• [WHAT IS EXPECTED]: Give again, unchanged, the line that contains "self.resolving.pop();" together with every line that follows it until the entries end.

• [MATERIAL PROVIDED]:

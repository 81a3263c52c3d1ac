//! Local `$ref` resolution: inline every `#/...` pointer into a self-contained tree
//!
//! Sibling keys next to a `$ref` are shallow-merged over the resolved target.
//! Remote references (anything not starting with `#/`) are left untouched.

use std::collections::HashMap;

use serde_json::{Map, Value};

#[derive(Debug, Clone, PartialEq, Eq, thiserror::Error)]
pub enum ResolveError {
    #[error("circular reference: {pointer} (via {})", .chain.join(" -> "))]
    CircularReference { pointer: String, chain: Vec<String> },
}

/// Resolve every local reference inside `node` against `document`.
///
/// Each pointer is resolved once per call; later occurrences reuse the result.
///
/// # Errors
///
/// Returns [`ResolveError::CircularReference`] if a pointer is reached again
/// while it is still being resolved.
pub fn resolve(document: &Value, node: &Value) -> Result<Value, ResolveError> {
    Resolver::new(document).node(node)
}

/// Resolve the whole document against itself.
///
/// # Errors
///
/// Same as [`resolve`].
pub fn resolve_document(document: &Value) -> Result<Value, ResolveError> {
    resolve(document, document)
}

/// Look up a local reference (`#/a/b~1c`) without resolving what it points to.
///
/// Returns `None` for non-local references and for pointers with a missing segment.
pub fn lookup_pointer<'a>(document: &'a Value, reference: &str) -> Option<&'a Value> {
    let pointer = reference.strip_prefix("#/")?;
    pointer
        .split('/')
        .map(unescape_segment)
        .try_fold(document, |node, segment| match node {
            Value::Object(map) => map.get(&segment),
            Value::Array(items) => segment.parse::<usize>().ok().and_then(|i| items.get(i)),
            _ => None,
        })
}

fn unescape_segment(segment: &str) -> String {
    segment.replace("~1", "/").replace("~0", "~")
}

struct Resolver<'a> {
    document: &'a Value,
    /// Pointers currently being expanded, outermost first
    resolving: Vec<String>,
    /// Fully expanded targets by pointer
    resolved: HashMap<String, Value>,
}

impl<'a> Resolver<'a> {
    fn new(document: &'a Value) -> Self {
        Self {
            document,
            resolving: Vec::new(),
            resolved: HashMap::new(),
        }
    }

    fn node(&mut self, node: &Value) -> Result<Value, ResolveError> {
        match node {
            Value::Array(items) => items
                .iter()
                .map(|item| self.node(item))
                .collect::<Result<Vec<_>, _>>()
                .map(Value::Array),
            Value::Object(map) => {
                let document = self.document;
                let reference = map.get("$ref").and_then(Value::as_str);
                match reference.and_then(|r| lookup_pointer(document, r).map(|t| (r, t))) {
                    Some((reference, target)) => self.reference(map, reference, target),
                    // Unresolvable or remote: keep `$ref`, still walk the siblings
                    None => self.map(map).map(Value::Object),
                }
            }
            _ => Ok(node.clone()),
        }
    }

    fn reference(
        &mut self,
        map: &Map<String, Value>,
        reference: &str,
        target: &Value,
    ) -> Result<Value, ResolveError> {
        let resolved = self.target(reference, target)?;

        if map.len() == 1 {
            return Ok(resolved);
        }

        let Value::Object(mut merged) = resolved else {
            // Siblings cannot be merged into a scalar or array target
            return Ok(resolved);
        };
        for (key, value) in map {
            if key == "$ref" {
                continue;
            }
            merged.insert(key.clone(), self.node(value)?);
        }
        Ok(Value::Object(merged))
    }

    /// Expansion of `target` does not depend on where `reference` was met,
    /// so a successful result is cached.
    fn target(&mut self, reference: &str, target: &Value) -> Result<Value, ResolveError> {
        if self.resolving.iter().any(|r| r == reference) {
            return Err(ResolveError::CircularReference {
                pointer: reference.to_string(),
                chain: self.resolving.clone(),
            });
        }
        if let Some(done) = self.resolved.get(reference) {
            return Ok(done.clone());
        }

        self.resolving.push(reference.to_string());
        let resolved = self.node(target);
        self.resolving.pop();
        let resolved = resolved?;

        self.resolved.insert(reference.to_string(), resolved.clone());
        Ok(resolved)
    }

    fn map(&mut self, map: &Map<String, Value>) -> Result<Map<String, Value>, ResolveError> {
        map.iter()
            .map(|(k, v)| Ok((k.clone(), self.node(v)?)))
            .collect()
    }
}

• [EXERCISE RESPONSE]:
        self.resolving.pop();
        let resolved = resolved?;

        self.resolved.insert(reference.to_string(), resolved.clone());
        Ok(resolved)
    }

    fn map(&mut self, map: &Map<String, Value>) -> Result<Map<String, Value>, ResolveError> {
        map.iter()
            .map(|(k, v)| Ok((k.clone(), self.node(v)?)))
            .collect()
    }
}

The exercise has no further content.